▸ **Exercise directions**
Answer with one number only: the count of lines below that hold the word "data".
--- Records provided Enclosed Below ---
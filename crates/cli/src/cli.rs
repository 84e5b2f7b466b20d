//! CLI argument definitions using clap.

use clap::{Args, Parser, Subcommand, ValueEnum};
use contracts::SinkKind;
use std::path::PathBuf;

/// NMEA Replay - replays a recorded sentence log to an MQTT broker
#[derive(Parser, Debug)]
#[command(
    name = "nmea-replay",
    author,
    version,
    about = "Replay recorded NMEA sentences to an MQTT broker in real time",
    long_about = "Reads a recorded NMEA sentence log, keeps the sentences whose time of day \n\
                  falls inside the configured interval, and publishes them second by second \n\
                  to per-sensor MQTT topics, looping until stopped."
)]
pub struct Cli {
    /// Increase logging verbosity (-v for debug, -vv for trace)
    #[arg(short, long, action = clap::ArgAction::Count, global = true, env = "NMEA_REPLAY_VERBOSE")]
    pub verbose: u8,

    /// Suppress all output except warnings and errors
    #[arg(short, long, global = true, conflicts_with = "verbose")]
    pub quiet: bool,

    /// Log output format
    #[arg(
        long,
        value_enum,
        default_value = "pretty",
        global = true,
        env = "NMEA_REPLAY_LOG_FORMAT"
    )]
    pub log_format: LogFormat,

    #[command(subcommand)]
    pub command: Commands,
}

/// Available CLI commands
#[derive(Subcommand, Debug)]
pub enum Commands {
    /// Replay the configured interval until stopped
    Run(RunArgs),

    /// Validate configuration file without running
    Validate(ValidateArgs),

    /// Display the effective configuration
    Info(InfoArgs),
}

/// Configuration source and per-field overrides
#[derive(Args, Debug, Clone, Default)]
pub struct ConfigArgs {
    /// Path to configuration file (TOML or JSON); defaults apply when absent
    #[arg(short, long, env = "NMEA_REPLAY_CONFIG")]
    pub config: Option<PathBuf>,

    /// Override broker address (`tcp://host[:port]` or `ssl://host[:port]`)
    #[arg(long, env = "NMEA_REPLAY_BROKER")]
    pub broker: Option<String>,

    /// Override broker username (empty string disables authentication)
    #[arg(long, env = "NMEA_REPLAY_USERNAME")]
    pub username: Option<String>,

    /// Override broker password
    #[arg(long, env = "NMEA_REPLAY_PASSWORD", hide_env_values = true)]
    pub password: Option<String>,

    /// Override destination topic prefix
    #[arg(long, env = "NMEA_REPLAY_TOPIC")]
    pub topic: Option<String>,

    /// Override sentence log path
    #[arg(long, env = "NMEA_REPLAY_FILE")]
    pub file: Option<PathBuf>,

    /// Override interval start (`YYYY-MM-DD HH:MM:SS`)
    #[arg(long)]
    pub start: Option<String>,

    /// Override interval end (`YYYY-MM-DD HH:MM:SS`)
    #[arg(long)]
    pub end: Option<String>,

    /// Override delay between buckets in milliseconds
    #[arg(long)]
    pub pacing_ms: Option<u64>,

    /// Stop after this many passes over the interval
    #[arg(long)]
    pub passes: Option<u64>,

    /// Override sink type
    #[arg(long, value_enum)]
    pub sink: Option<SinkArg>,
}

/// Arguments for the `run` command
#[derive(Args, Debug, Clone)]
pub struct RunArgs {
    #[command(flatten)]
    pub config: ConfigArgs,

    /// Build the index, print its statistics and exit without connecting
    #[arg(long)]
    pub dry_run: bool,

    /// Metrics server port (0 = disabled)
    #[arg(long, default_value = "0", env = "NMEA_REPLAY_METRICS_PORT")]
    pub metrics_port: u16,
}

/// Arguments for the `validate` command
#[derive(Args, Debug)]
pub struct ValidateArgs {
    /// Path to configuration file to validate (defaults apply when absent)
    #[arg(short, long)]
    pub config: Option<PathBuf>,

    /// Output validation result as JSON
    #[arg(long)]
    pub json: bool,
}

/// Arguments for the `info` command
#[derive(Args, Debug)]
pub struct InfoArgs {
    #[command(flatten)]
    pub config: ConfigArgs,

    /// Output as JSON
    #[arg(long)]
    pub json: bool,

    /// Also load the sentence log and show index statistics
    #[arg(long)]
    pub index: bool,
}

/// Sink type as accepted on the command line
#[derive(ValueEnum, Clone, Copy, Debug, PartialEq, Eq)]
pub enum SinkArg {
    /// MQTT broker
    Mqtt,
    /// Log messages only
    Log,
}

impl From<SinkArg> for SinkKind {
    fn from(arg: SinkArg) -> Self {
        match arg {
            SinkArg::Mqtt => SinkKind::Mqtt,
            SinkArg::Log => SinkKind::Log,
        }
    }
}

/// Log output format
#[derive(ValueEnum, Clone, Copy, Debug, Default)]
pub enum LogFormat {
    /// JSON structured logging
    Json,
    /// Human-readable pretty format
    #[default]
    Pretty,
    /// Compact single-line format
    Compact,
}

#[cfg(test)]
mod tests {
    use super::*;
    use clap::CommandFactory;

    #[test]
    fn test_cli_definition_is_consistent() {
        Cli::command().debug_assert();
    }

    #[test]
    fn test_run_overrides_parse() {
        let cli = Cli::try_parse_from([
            "nmea-replay",
            "run",
            "--broker",
            "ssl://broker.local",
            "--topic",
            "producers/truck/data",
            "--passes",
            "2",
            "--sink",
            "log",
            "--dry-run",
        ])
        .unwrap();

        let Commands::Run(args) = cli.command else {
            panic!("expected run command");
        };
        assert_eq!(args.config.broker.as_deref(), Some("ssl://broker.local"));
        assert_eq!(args.config.topic.as_deref(), Some("producers/truck/data"));
        assert_eq!(args.config.passes, Some(2));
        assert_eq!(args.config.sink, Some(SinkArg::Log));
        assert!(args.dry_run);
        assert_eq!(args.metrics_port, 0);
    }

    #[test]
    fn test_quiet_conflicts_with_verbose() {
        assert!(Cli::try_parse_from(["nmea-replay", "-q", "-v", "info"]).is_err());
    }
}
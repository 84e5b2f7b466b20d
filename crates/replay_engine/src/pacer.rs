//! Wall-clock pacing between buckets

use std::time::Duration;

/// Suspends the scheduler between buckets.
#[trait_variant::make(Pacer: Send)]
pub trait LocalPacer {
    async fn pause(&mut self, duration: Duration);
}

/// Real-time pacing with `tokio::time::sleep`.
///
/// Each pause is relative to when it starts, so drift accumulates over long
/// runs.
#[derive(Debug, Clone, Copy, Default)]
pub struct TokioPacer;

impl Pacer for TokioPacer {
    async fn pause(&mut self, duration: Duration) {
        tokio::time::sleep(duration).await;
    }
}
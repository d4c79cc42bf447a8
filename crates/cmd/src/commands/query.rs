// SPDX-FileCopyrightText: 2025 Caspar Water Company
//
// SPDX-License-Identifier: Apache-2.0

use anyhow::Result;
use clap::ValueEnum;
use log::debug;
use pager::{Cell, PAGE_SIZES, QueryPager, ResultPager, Row, render_cell};
use std::io::Write;
use std::sync::Mutex;
use std::time::Instant;

use crate::common::Session;

#[derive(Clone, Copy, Debug, Default, PartialEq, Eq, ValueEnum)]
pub enum OutputFormat {
    /// Aligned text table
    #[default]
    Table,
    /// One JSON object per row
    Json,
}

#[derive(Debug, Clone)]
pub struct QueryArgs {
    pub sql: String,
    /// 1-based page to show; clamped to the last page
    pub page: usize,
    /// Rows per page, defaults to the configured size
    pub page_size: Option<usize>,
    pub format: OutputFormat,
}

impl QueryArgs {
    #[must_use]
    pub fn new<S: Into<String>>(sql: S) -> Self {
        Self {
            sql: sql.into(),
            page: 1,
            page_size: None,
            format: OutputFormat::Table,
        }
    }
}

pub async fn query_command(session: &Session, args: &QueryArgs, out: &mut dyn Write) -> Result<()> {
    let page_size = args.page_size.unwrap_or(session.config.page_size);
    if !PAGE_SIZES.contains(&page_size) {
        anyhow::bail!("page size must be one of {PAGE_SIZES:?}");
    }

    let pager = Mutex::new(QueryPager::new(page_size, session.config.reset_delay)?);
    let _ = pager
        .lock()
        .map_err(|_| anyhow::anyhow!("pager lock poisoned"))?
        .on_query_text(&args.sql, Instant::now());

    let applied = session.lens.run_query(&args.sql, &pager).await?;
    debug!("Query result applied: {applied}");

    let mut pager = pager
        .into_inner()
        .map_err(|_| anyhow::anyhow!("pager lock poisoned"))?;
    let pages = pager.pager_mut();
    let _ = pages.set_page_index(args.page.saturating_sub(1));
    let rows = pages.current_page()?;

    match args.format {
        OutputFormat::Table => write_table(pages, &rows, out)?,
        OutputFormat::Json => {
            for row in &rows {
                writeln!(out, "{}", serde_json::to_string(row)?)?;
            }
        }
    }

    let state = pages.state();
    writeln!(
        out,
        "page {}/{} ({} rows)",
        state.page_index + 1,
        pages.page_count().max(1),
        state.total_rows
    )?;
    Ok(())
}

fn cell_text(cell: Cell<'_>) -> String {
    match cell {
        Cell::Null => "NULL".to_string(),
        Cell::Markdown(body) => body.replace('\n', " "),
        Cell::Text { text, .. } => text.replace('\n', " "),
    }
}

fn write_table(pages: &ResultPager, rows: &[Row], out: &mut dyn Write) -> Result<()> {
    let Some(schema) = pages.schema() else {
        return Ok(());
    };
    let headers: Vec<String> = schema.fields().iter().map(|f| f.name().clone()).collect();
    let cells: Vec<Vec<String>> = rows
        .iter()
        .map(|row| {
            headers
                .iter()
                .map(|h| row.get(h).map_or_else(String::new, |v| cell_text(render_cell(v))))
                .collect()
        })
        .collect();

    let mut widths: Vec<usize> = headers.iter().map(|h| h.chars().count()).collect();
    for line in &cells {
        for (width, cell) in widths.iter_mut().zip(line) {
            *width = (*width).max(cell.chars().count());
        }
    }

    let render = |values: &[String]| -> String {
        let padded: Vec<String> = values
            .iter()
            .zip(&widths)
            .map(|(v, w)| format!("{v:<w$}", w = *w))
            .collect();
        format!("| {} |", padded.join(" | "))
    };

    writeln!(out, "{}", render(&headers))?;
    let rule: Vec<String> = widths.iter().map(|w| "-".repeat(*w)).collect();
    writeln!(out, "|-{}-|", rule.join("-|-"))?;
    for line in &cells {
        writeln!(out, "{}", render(line))?;
    }
    Ok(())
}
// SPDX-FileCopyrightText: 2025 Caspar Water Company
//
// SPDX-License-Identifier: Apache-2.0

pub mod add;
pub mod list;
pub mod paste;
pub mod query;
pub mod rm;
--- End of Enclosed Records provided ---
▸ **Solution for this task**
2